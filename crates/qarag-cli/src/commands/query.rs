use crate::cli::QueryArgs;
use crate::commands::chunk::document_id_for;
use crate::output::{preview, OutputWriter};
use crate::output_types::{QueryOutput, QueryResultItem};
use crate::progress::{create_spinner, finish_error, finish_success};
use anyhow::{Context, Result};
use qarag_core::models::{DocumentMetadata, SearchMode};
use qarag_core::{QaChunker, RagConfig};
use qarag_llm::{BlockingScorer, EmbeddingGateway, OllamaEmbedder};
use qarag_retrieval::{DocumentIndexer, MetricsRecorder, Reranker, Retriever, VectorSearch};
use qarag_store::MemoryVectorIndex;
use std::fs;
use std::sync::Arc;
use tabled::Tabled;

#[derive(Tabled)]
struct ResultRow {
    #[tabled(rename = "#")]
    rank: usize,
    #[tabled(rename = "Document")]
    document: String,
    #[tabled(rename = "Type")]
    chunk_type: String,
    #[tabled(rename = "Similarity")]
    similarity: String,
    #[tabled(rename = "Score")]
    score: String,
    #[tabled(rename = "Content")]
    content: String,
}

pub async fn execute(args: QueryArgs, config: &RagConfig, output: &OutputWriter) -> Result<()> {
    let index = Arc::new(MemoryVectorIndex::new());
    let provider = Arc::new(OllamaEmbedder::from_config(&config.embedding));
    let gateway = EmbeddingGateway::new(provider, config.embedding.clone());

    let indexer = DocumentIndexer::new(
        QaChunker::new(config.chunker.clone())?,
        gateway.clone(),
        index.clone(),
    );

    let mut indexed_chunks = 0;
    for path in &args.docs {
        let text = fs::read_to_string(path)
            .with_context(|| format!("Failed to read {}", path.display()))?;
        let metadata = DocumentMetadata::new(document_id_for(path))
            .with_source_name(path.display().to_string());

        let spinner = create_spinner(&format!("Indexing {}", path.display()), output.is_json());
        match indexer.index_document(&text, &metadata).await {
            Ok(report) => {
                finish_success(
                    &spinner,
                    &format!("{}: {} chunks", report.document_id, report.chunk_count),
                );
                indexed_chunks += report.chunk_count;
            }
            Err(e) => {
                finish_error(&spinner, &format!("{}: {}", path.display(), e));
                return Err(e.into());
            }
        }
    }

    let metrics = Arc::new(MetricsRecorder::new(config.metrics.clone()));
    let search = VectorSearch::new(index, config.ranking.clone());
    let retriever = Retriever::new(gateway, search, config.retrieval.clone())
        .with_reranker(Reranker::new(
            Arc::new(BlockingScorer::term_overlap()),
            config.rerank.clone(),
        ))
        .with_metrics(metrics.clone());

    let mut query = retriever.query(&args.query);
    if !args.keywords.is_empty() {
        query = query.with_keywords(args.keywords.iter().cloned());
    }
    if args.hybrid {
        query = query.with_mode(SearchMode::Hybrid);
    }

    let spinner = create_spinner("Retrieving", output.is_json());
    let outcome = match retriever.retrieve_adaptive(&query).await {
        Ok(outcome) => {
            finish_success(&spinner, &format!("Strategy: {}", outcome.strategy));
            outcome
        }
        Err(e) => {
            finish_error(&spinner, &e.to_string());
            return Err(e.into());
        }
    };

    let export = args.metrics.then(|| metrics.export(metrics.default_window()));

    if output.is_json() {
        return output.result(QueryOutput {
            query: args.query,
            strategy: outcome.strategy,
            top_score: outcome.top_score,
            reranked: outcome.reranked,
            indexed_chunks,
            results: outcome.chunks.iter().map(QueryResultItem::from).collect(),
            metrics: export,
        });
    }

    output.section("Query");
    output.kv("Query", &args.query);
    output.kv("Mode", if args.hybrid { "hybrid" } else { "semantic" });
    output.kv("Indexed chunks", indexed_chunks);
    output.kv("Strategy", outcome.strategy);
    output.kv(
        "Top score",
        outcome.top_score.map(|s| format!("{:.3}", s)).unwrap_or_else(|| "-".to_string()),
    );
    output.kv("Re-ranked", outcome.reranked);

    output.section("Results");
    let rows: Vec<ResultRow> = outcome
        .chunks
        .iter()
        .enumerate()
        .map(|(i, r)| ResultRow {
            rank: i + 1,
            document: r.chunk.metadata.document_id.clone(),
            chunk_type: r.chunk.metadata.chunk_type.to_string(),
            similarity: format!("{:.3}", r.similarity_score),
            score: format!("{:.3}", r.combined_score),
            content: preview(r.content(), 70),
        })
        .collect();
    output.table(rows);

    if let Some(export) = export {
        output.section("Metrics");
        output.kv("Requests", export.performance.total_requests);
        output.kv("Average latency", format!("{:.1} ms", export.performance.avg_latency_ms));
        output.kv("Success rate", format!("{:.0}%", export.performance.success_rate * 100.0));
        output.kv("Average top score", format!("{:.3}", export.quality.avg_top_score));
        output.kv("No-answer rate", format!("{:.0}%", export.quality.no_answer_rate * 100.0));
        for recommendation in &export.recommendations {
            output.warning(recommendation);
        }
    }

    Ok(())
}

Problem requirements:
Give back the entries above precisely as they appear.

Response area:
filename crates/qarag-cli/src/commands/query.rs
use crate::cli::QueryArgs;
use crate::commands::chunk::document_id_for;
use crate::output::{preview, OutputWriter};
use crate::output_types::{QueryOutput, QueryResultItem};
use crate::progress::{create_spinner, finish_error, finish_success};
use anyhow::{Context, Result};
use qarag_core::models::{DocumentMetadata, SearchMode};
use qarag_core::{QaChunker, RagConfig};
use qarag_llm::{BlockingScorer, EmbeddingGateway, OllamaEmbedder};
use qarag_retrieval::{DocumentIndexer, MetricsRecorder, Reranker, Retriever, VectorSearch};
use qarag_store::MemoryVectorIndex;
use std::fs;
use std::sync::Arc;
use tabled::Tabled;

#[derive(Tabled)]
struct ResultRow {
    #[tabled(rename = "#")]
    rank: usize,
    #[tabled(rename = "Document")]
    document: String,
    #[tabled(rename = "Type")]
    chunk_type: String,
    #[tabled(rename = "Similarity")]
    similarity: String,
    #[tabled(rename = "Score")]
    score: String,
    #[tabled(rename = "Content")]
    content: String,
}

pub async fn execute(args: QueryArgs, config: &RagConfig, output: &OutputWriter) -> Result<()> {
    let index = Arc::new(MemoryVectorIndex::new());
    let provider = Arc::new(OllamaEmbedder::from_config(&config.embedding));
    let gateway = EmbeddingGateway::new(provider, config.embedding.clone());

    let indexer = DocumentIndexer::new(
        QaChunker::new(config.chunker.clone())?,
        gateway.clone(),
        index.clone(),
    );

    let mut indexed_chunks = 0;
    for path in &args.docs {
        let text = fs::read_to_string(path)
            .with_context(|| format!("Failed to read {}", path.display()))?;
        let metadata = DocumentMetadata::new(document_id_for(path))
            .with_source_name(path.display().to_string());

        let spinner = create_spinner(&format!("Indexing {}", path.display()), output.is_json());
        match indexer.index_document(&text, &metadata).await {
            Ok(report) => {
                finish_success(
                    &spinner,
                    &format!("{}: {} chunks", report.document_id, report.chunk_count),
                );
                indexed_chunks += report.chunk_count;
            }
            Err(e) => {
                finish_error(&spinner, &format!("{}: {}", path.display(), e));
                return Err(e.into());
            }
        }
    }

    let metrics = Arc::new(MetricsRecorder::new(config.metrics.clone()));
    let search = VectorSearch::new(index, config.ranking.clone());
    let retriever = Retriever::new(gateway, search, config.retrieval.clone())
        .with_reranker(Reranker::new(
            Arc::new(BlockingScorer::term_overlap()),
            config.rerank.clone(),
        ))
        .with_metrics(metrics.clone());

    let mut query = retriever.query(&args.query);
    if !args.keywords.is_empty() {
        query = query.with_keywords(args.keywords.iter().cloned());
    }
    if args.hybrid {
        query = query.with_mode(SearchMode::Hybrid);
    }

    let spinner = create_spinner("Retrieving", output.is_json());
    let outcome = match retriever.retrieve_adaptive(&query).await {
        Ok(outcome) => {
            finish_success(&spinner, &format!("Strategy: {}", outcome.strategy));
            outcome
        }
        Err(e) => {
            finish_error(&spinner, &e.to_string());
            return Err(e.into());
        }
    };

    let export = args.metrics.then(|| metrics.export(metrics.default_window()));

    if output.is_json() {
        return output.result(QueryOutput {
            query: args.query,
            strategy: outcome.strategy,
            top_score: outcome.top_score,
            reranked: outcome.reranked,
            indexed_chunks,
            results: outcome.chunks.iter().map(QueryResultItem::from).collect(),
            metrics: export,
        });
    }

    output.section("Query");
    output.kv("Query", &args.query);
    output.kv("Mode", if args.hybrid { "hybrid" } else { "semantic" });
    output.kv("Indexed chunks", indexed_chunks);
    output.kv("Strategy", outcome.strategy);
    output.kv(
        "Top score",
        outcome.top_score.map(|s| format!("{:.3}", s)).unwrap_or_else(|| "-".to_string()),
    );
    output.kv("Re-ranked", outcome.reranked);

    output.section("Results");
    let rows: Vec<ResultRow> = outcome
        .chunks
        .iter()
        .enumerate()
        .map(|(i, r)| ResultRow {
            rank: i + 1,
            document: r.chunk.metadata.document_id.clone(),
            chunk_type: r.chunk.metadata.chunk_type.to_string(),
            similarity: format!("{:.3}", r.similarity_score),
            score: format!("{:.3}", r.combined_score),
            content: preview(r.content(), 70),
        })
        .collect();
    output.table(rows);

    if let Some(export) = export {
        output.section("Metrics");
        output.kv("Requests", export.performance.total_requests);
        output.kv("Average latency", format!("{:.1} ms", export.performance.avg_latency_ms));
        output.kv("Success rate", format!("{:.0}%", export.performance.success_rate * 100.0));
        output.kv("Average top score", format!("{:.3}", export.quality.avg_top_score));
        output.kv("No-answer rate", format!("{:.0}%", export.quality.no_answer_rate * 100.0));
        for recommendation in &export.recommendations {
            output.warning(recommendation);
        }
    }

    Ok(())
}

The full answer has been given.